David P. Flores is an American artist, muralist and product designer.

== Early life ==
David Flores was born in Tulare, California. He graduated High School from Tulare Union High School, attended college in Santa Barbara and left with a degree in graphic design. After graduation Flores began his career as a commercial artist in the Skateboarding industry.

== Early career ==
Flores worked for Shorty's Skateboards as a freelance Illustrator and first became internationally published in the pages of Transworld Skateboarding magazine for his illustration of the Black Panthers skateboard bearing logo.

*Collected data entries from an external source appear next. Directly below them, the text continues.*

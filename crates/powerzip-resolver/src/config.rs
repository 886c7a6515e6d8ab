use std::time::Duration;

use powerzip_client::RetryPolicy;

/// Tunables for the resolver. `Default` carries production values.
#[derive(Debug, Clone, PartialEq, Eq)]
pub struct ResolverConfig {
    /// Bound on each address registry call.
    pub address_timeout: Duration,
    /// Bound on each pricing call made while probing.
    pub probe_timeout: Duration,
    /// Pause between consecutive probe queries for one ZIP.
    pub probe_delay: Duration,
    pub retry: RetryPolicy,
    pub zip_cache_ttl: Duration,
    pub address_cache_ttl: Duration,
    /// Include the dynamic prober in the strategy chain when pricing is available.
    pub probe_enabled: bool,
}

impl Default for ResolverConfig {
    fn default() -> Self {
        Self {
            address_timeout: Duration::from_secs(10),
            probe_timeout: Duration::from_secs(10),
            probe_delay: Duration::from_secs(1),
            retry: RetryPolicy::default(),
            zip_cache_ttl: Duration::from_secs(24 * 60 * 60),
            address_cache_ttl: Duration::from_secs(30 * 60),
            probe_enabled: true,
        }
    }
}

impl ResolverConfig {
    /// No delays or retries; for tests and offline tools.
    pub fn immediate() -> Self {
        Self {
            probe_delay: Duration::ZERO,
            retry: RetryPolicy::none(),
            ..Self::default()
        }
    }
}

He also contributed to many other skateboarding companies such as Real, Stereo, Thunder, Doh Doh, BlackMagic, Anti Hero, Powell Peralta, Spitfire Wheels, Lucky Bearings, and Deluxe Distribution.

One earlier series of paintings, "Giants", depicted Giant Robots in the City of San Francisco. In 2000, Flores began to design and produce his own limited edition vinyl toys, clothing and paintings with the use of a new style coined "Stained Glass" by the artist himself.

One of Flores' early series, called Icons, was painted in 2000. This series included portraits and renderings in his style of the Mother Teresa, Pablo Picasso, Mos Def, Neil Armstrong, Jacques Cousteau, and Sophia Loren. Flores explains that he "wanted to produce a body of work that was aesthetically pleasing with respect and a nod to artists, explorers and influential people of the past and present". Flores had also reworked other familiar icons such as Disney's Mickey Mouse and Thumper, both released as vinyl toys. As were the Michelin Man, Donald Duck, Mario Bros. and Homer Simpson, in addition to having graphic work shown on MTV's Fantasy Factory. He also had the Kidrobot toy, Dunny, inducted into the Museum of Modern Art.
== Additional experience, collaborations and style ==
Flores says his art was "an instant hit with the global urban art community especially in Japan", where he said his style was well respected and received. A collaborative toy and housewares project was created called "DFWORKS BEARBRICK" and "Fabrick" with Medicom Toy, in the Aoyama District of Tokyo.

Flores is best known for his self-proclaimed "Stained Glass" and mosaic or segmented style. The impact of Flores' graphic style comes in its ability to allow the viewer to reinterpret a popular image they already have associations with. Flores' murals, acrylic paintings and sculptures have many iconic images, including images of late artists such as Andy Warhol, Salvador Dalí, Jean-Michel Basquiat and Robert Crumb.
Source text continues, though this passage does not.